TASK DETAILS
Look through the listing underneath for "tasks", and copy every line that has it.

SUPPLIED RECORDS
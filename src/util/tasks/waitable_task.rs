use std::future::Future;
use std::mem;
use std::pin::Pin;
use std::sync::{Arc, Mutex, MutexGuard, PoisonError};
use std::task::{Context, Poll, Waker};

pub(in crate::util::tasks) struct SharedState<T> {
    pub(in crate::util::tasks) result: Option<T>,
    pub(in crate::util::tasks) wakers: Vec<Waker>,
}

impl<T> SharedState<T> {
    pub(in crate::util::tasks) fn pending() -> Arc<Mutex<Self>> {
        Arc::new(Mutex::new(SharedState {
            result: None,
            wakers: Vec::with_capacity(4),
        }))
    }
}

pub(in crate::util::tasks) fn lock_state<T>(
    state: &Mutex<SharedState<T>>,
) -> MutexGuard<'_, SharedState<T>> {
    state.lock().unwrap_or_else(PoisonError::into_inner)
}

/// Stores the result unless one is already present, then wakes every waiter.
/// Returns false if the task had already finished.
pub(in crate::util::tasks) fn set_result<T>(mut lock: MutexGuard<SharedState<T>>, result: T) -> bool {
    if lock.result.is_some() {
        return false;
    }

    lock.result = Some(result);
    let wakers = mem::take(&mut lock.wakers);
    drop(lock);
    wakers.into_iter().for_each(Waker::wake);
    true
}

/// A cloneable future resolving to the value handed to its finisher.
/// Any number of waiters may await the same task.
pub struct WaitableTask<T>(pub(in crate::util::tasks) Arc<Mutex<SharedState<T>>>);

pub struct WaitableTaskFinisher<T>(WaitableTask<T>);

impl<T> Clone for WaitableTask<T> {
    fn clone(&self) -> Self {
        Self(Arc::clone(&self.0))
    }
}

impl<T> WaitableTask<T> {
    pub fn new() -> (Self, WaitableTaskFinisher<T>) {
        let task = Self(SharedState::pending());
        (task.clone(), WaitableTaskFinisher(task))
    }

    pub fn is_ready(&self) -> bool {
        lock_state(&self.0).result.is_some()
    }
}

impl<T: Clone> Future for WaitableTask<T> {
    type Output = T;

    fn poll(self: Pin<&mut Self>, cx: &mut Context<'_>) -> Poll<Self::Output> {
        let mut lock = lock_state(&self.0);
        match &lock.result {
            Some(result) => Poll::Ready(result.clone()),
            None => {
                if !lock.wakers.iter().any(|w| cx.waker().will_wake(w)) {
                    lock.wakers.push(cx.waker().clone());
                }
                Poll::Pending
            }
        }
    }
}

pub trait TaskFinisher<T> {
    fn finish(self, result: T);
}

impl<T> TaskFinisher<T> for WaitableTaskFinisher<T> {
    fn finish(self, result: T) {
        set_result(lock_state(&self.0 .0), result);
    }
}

---

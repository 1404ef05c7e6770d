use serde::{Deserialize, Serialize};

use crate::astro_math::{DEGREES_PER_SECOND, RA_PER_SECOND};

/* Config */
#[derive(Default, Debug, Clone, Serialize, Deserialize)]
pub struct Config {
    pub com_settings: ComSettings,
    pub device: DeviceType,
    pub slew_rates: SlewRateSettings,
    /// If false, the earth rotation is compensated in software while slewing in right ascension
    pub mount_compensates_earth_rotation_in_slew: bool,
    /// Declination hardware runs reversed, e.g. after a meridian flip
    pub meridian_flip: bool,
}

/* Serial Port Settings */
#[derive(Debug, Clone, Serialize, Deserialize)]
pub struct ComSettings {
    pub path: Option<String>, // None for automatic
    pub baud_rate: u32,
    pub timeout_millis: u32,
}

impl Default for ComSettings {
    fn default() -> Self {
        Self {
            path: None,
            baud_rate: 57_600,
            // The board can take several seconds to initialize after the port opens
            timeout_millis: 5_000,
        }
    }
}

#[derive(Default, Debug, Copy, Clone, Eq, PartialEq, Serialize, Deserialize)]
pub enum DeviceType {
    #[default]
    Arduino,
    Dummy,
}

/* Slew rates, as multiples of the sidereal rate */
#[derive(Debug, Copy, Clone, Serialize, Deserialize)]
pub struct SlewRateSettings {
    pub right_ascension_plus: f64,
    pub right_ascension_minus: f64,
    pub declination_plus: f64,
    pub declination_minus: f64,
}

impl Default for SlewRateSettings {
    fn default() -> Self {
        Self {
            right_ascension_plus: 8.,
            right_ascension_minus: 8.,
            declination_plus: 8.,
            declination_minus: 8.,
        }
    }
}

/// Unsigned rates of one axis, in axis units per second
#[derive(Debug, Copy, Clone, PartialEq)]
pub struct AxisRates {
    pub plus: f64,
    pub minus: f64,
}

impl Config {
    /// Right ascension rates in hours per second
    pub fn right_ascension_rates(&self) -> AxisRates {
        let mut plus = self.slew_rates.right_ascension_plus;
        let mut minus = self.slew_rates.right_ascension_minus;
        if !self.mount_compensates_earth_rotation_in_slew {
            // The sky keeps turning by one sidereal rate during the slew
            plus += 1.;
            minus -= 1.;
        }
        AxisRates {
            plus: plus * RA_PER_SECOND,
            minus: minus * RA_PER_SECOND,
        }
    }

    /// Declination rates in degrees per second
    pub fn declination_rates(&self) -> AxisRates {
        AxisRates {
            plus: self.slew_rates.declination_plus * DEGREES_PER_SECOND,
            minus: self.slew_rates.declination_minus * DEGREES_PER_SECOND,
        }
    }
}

EXERCISE OUTPUT
filename src/util/tasks/waitable_task.rs
pub(in crate::util::tasks) struct SharedState<T> {
    pub(in crate::util::tasks) result: Option<T>,
    pub(in crate::util::tasks) wakers: Vec<Waker>,
    pub(in crate::util::tasks) fn pending() -> Arc<Mutex<Self>> {
pub(in crate::util::tasks) fn lock_state<T>(
pub(in crate::util::tasks) fn set_result<T>(mut lock: MutexGuard<SharedState<T>>, result: T) -> bool {
pub struct WaitableTask<T>(pub(in crate::util::tasks) Arc<Mutex<SharedState<T>>>);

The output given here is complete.